The prospect of a common BRICS currency had been much bruited in the western press. But that is for later. (Creating a reserve currency was always a Western red-herring; reserve status is not sought by Russia or China, nor is it an aspiration.)

But perhaps the lack of a ‘new currency’ big media ‘splash’ has led observers to underrate the impact of what has been achieved at this summit. The expansion (with more states to follow next year) gives China the strategic space in which to situate its restructuring of the Chinese economy. It gives Russia and China the scope to fully develop and extend the North-South corridor (INSTC) in both directions. BRICS has embraced two potentially booming economies in Africa, and two in Latin America.

The BRICS 11 now represents 37% of the global GDP (in PPP terms) and 46% of the global population. The G7 GDP is 29.9% (PPP terms), by comparison.

We should expect nothing dramatic to happen immediately. However, the progressive shrinkage in dollar-use across such a large slug of the global economy will transform the global monetary system in a number of ways: As demand for dollars withers (whilst Washington keeps printing more), the value of fiat dollars will slide, which means that to finance new debt, the US will have to pay creditors higher interest (to compensate for the concomitant decline in bond value).

The less noticed ‘cherry’ on the icing, of course, is that with the addition of  Iran, UAE, and Saudi Arabia, the BRICS now controls ~54% of the world’s oil production — and incorporates some of the world’s biggest consumers.

In short, the BRICS — with its energy and raw-material resources — has become a commodity powerhouse.

Which brings us to the next two points of commonality amongst an otherwise seemingly disparate grouping: First is that when these states trade in currencies such as the Rouble or the Rial or Remimbi, they will be trading in a currency that has inherent value, based on a commodity, such as oil or gold.

That is, BRICS are lining up commodity value-based currencies versus fiat monetary instruments that will devalue, as inflation eats away its relative value.

The second major point of commonality is the shift out from the grip of the neo-liberal hyper-financialised western model to one that provides for greater national self-sufficiency.
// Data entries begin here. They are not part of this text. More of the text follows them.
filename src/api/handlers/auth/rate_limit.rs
//! Login ceiling over the audit trail.
//!
//! Instances share no memory; the count of trailing `LOGIN_FAILED` events is the only
//! cross-request state. Two concurrent attempts can both read a count below the ceiling.

use super::state::AuthConfig;
use crate::audit::{AuditError, AuditStore};
use chrono::{DateTime, Utc};
use tracing::debug;

#[derive(Clone, Copy, Debug, PartialEq, Eq)]
pub enum RateLimitDecision {
    Allowed,
    Limited,
}

/// Decide whether a login for `email` may reach the credential check.
///
/// # Errors
/// Returns `AuditError` when the failure count cannot be read. Callers fail closed.
pub async fn check_login(
    audit: &dyn AuditStore,
    config: &AuthConfig,
    email: &str,
    now: DateTime<Utc>,
) -> Result<RateLimitDecision, AuditError> {
    let since = now - config.login_window();
    let failures = audit.count_login_failures(email, since).await?;
    debug!("{failures} login failures in window");
    if failures >= config.login_max_failures() {
        Ok(RateLimitDecision::Limited)
    } else {
        Ok(RateLimitDecision::Allowed)
    }
}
Hence the simple questioning of the philosophical underpinnings to the ‘Anglo’ system of politics and economics — which underlie the ‘Rules-Based Order — is as important, in its own way, as simple de-dollarisation.

Non-western states have been saying for some time that the neo-liberal model is at odds with global needs. President Xi said it straight: “The right of the people to independently choose their development paths should be respected … Only the wearer of the shoes knows if they fit or not”.
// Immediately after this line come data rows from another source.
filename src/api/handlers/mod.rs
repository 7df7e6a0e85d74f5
//! API handlers for hrms.

pub mod audit_logs;
pub mod auth;
pub mod health;
//! Error taxonomy shared by the auth endpoints.

use super::types::ErrorResponse;
use axum::{
    Json,
    http::StatusCode,
    response::{IntoResponse, Response},
};
use thiserror::Error;

#[derive(Debug, Clone, PartialEq, Eq, Error)]
pub enum ApiError {
    #[error("{0}")]
    Validation(String),
    #[error("{0}")]
    Unauthenticated(String),
    #[error("{0}")]
    Forbidden(String),
    #[error("{0}")]
    RateLimited(String),
    #[error("{0}")]
    Unavailable(String),
}

impl ApiError {
    #[must_use]
    pub fn status(&self) -> StatusCode {
        match self {
            Self::Validation(_) => StatusCode::BAD_REQUEST,
            Self::Unauthenticated(_) => StatusCode::UNAUTHORIZED,
            Self::Forbidden(_) => StatusCode::FORBIDDEN,
            Self::RateLimited(_) => StatusCode::TOO_MANY_REQUESTS,
            Self::Unavailable(_) => StatusCode::SERVICE_UNAVAILABLE,
        }
    }
}

impl IntoResponse for ApiError {
    fn into_response(self) -> Response {
        let status = self.status();
        (
            status,
            Json(ErrorResponse {
                error: self.to_string(),
            }),
        )
            .into_response()
    }
}
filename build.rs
fn main() {
    built::write_built_file().expect("Failed to acquire build-time information");
}
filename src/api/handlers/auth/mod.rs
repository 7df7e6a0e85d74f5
//! Auth handlers and supporting modules.
//!
//! ## Login ceiling
//!
//! `POST /login` counts `LOGIN_FAILED` audit events for the normalized email over the
//! trailing window (15 minutes by default). At 10 the provider is not called and the
//! request gets `429`. If the count cannot be read the request gets `503`.
//!
//! ## Privileged actions
//!
//! `POST /admin/create-user` requires a live bearer identity, assurance level `aal2` read
//! with the same token, and the `admin` role, in that order.

pub(crate) mod admin;
pub(crate) mod error;
pub(crate) mod login;
pub(crate) mod principal;
mod rate_limit;
mod state;
pub mod types;
mod utils;

pub use error::ApiError;
pub use rate_limit::RateLimitDecision;
pub use state::{AuthConfig, AuthState, MAX_LOGIN_WINDOW_MINUTES};

#[cfg(test)]
pub(crate) mod test_support;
The flaw here is that with debt-led consumption – as in the western hyper-financialised model – the system capsizes away from wealth creation, and this ultimately makes it impossible to consume as much, or to employ so many of the population.

This attenuation of the real economy, through financialisation and the emphasis on derivative financial ‘products’, sucks the oxygen from the manufacture of real output. So self-reliance erodes, and a shrinking base of real wealth creation supports ever-smaller numbers in adequately-paid employment.

Again, the conceptual shift to building sovereignty through a real-economy approach, as opposed to financialism, will have profound implications for Wall Street — in the longer term.  So de-dollarisation, combined with the real-economy paradigm, is potentially world-shaking.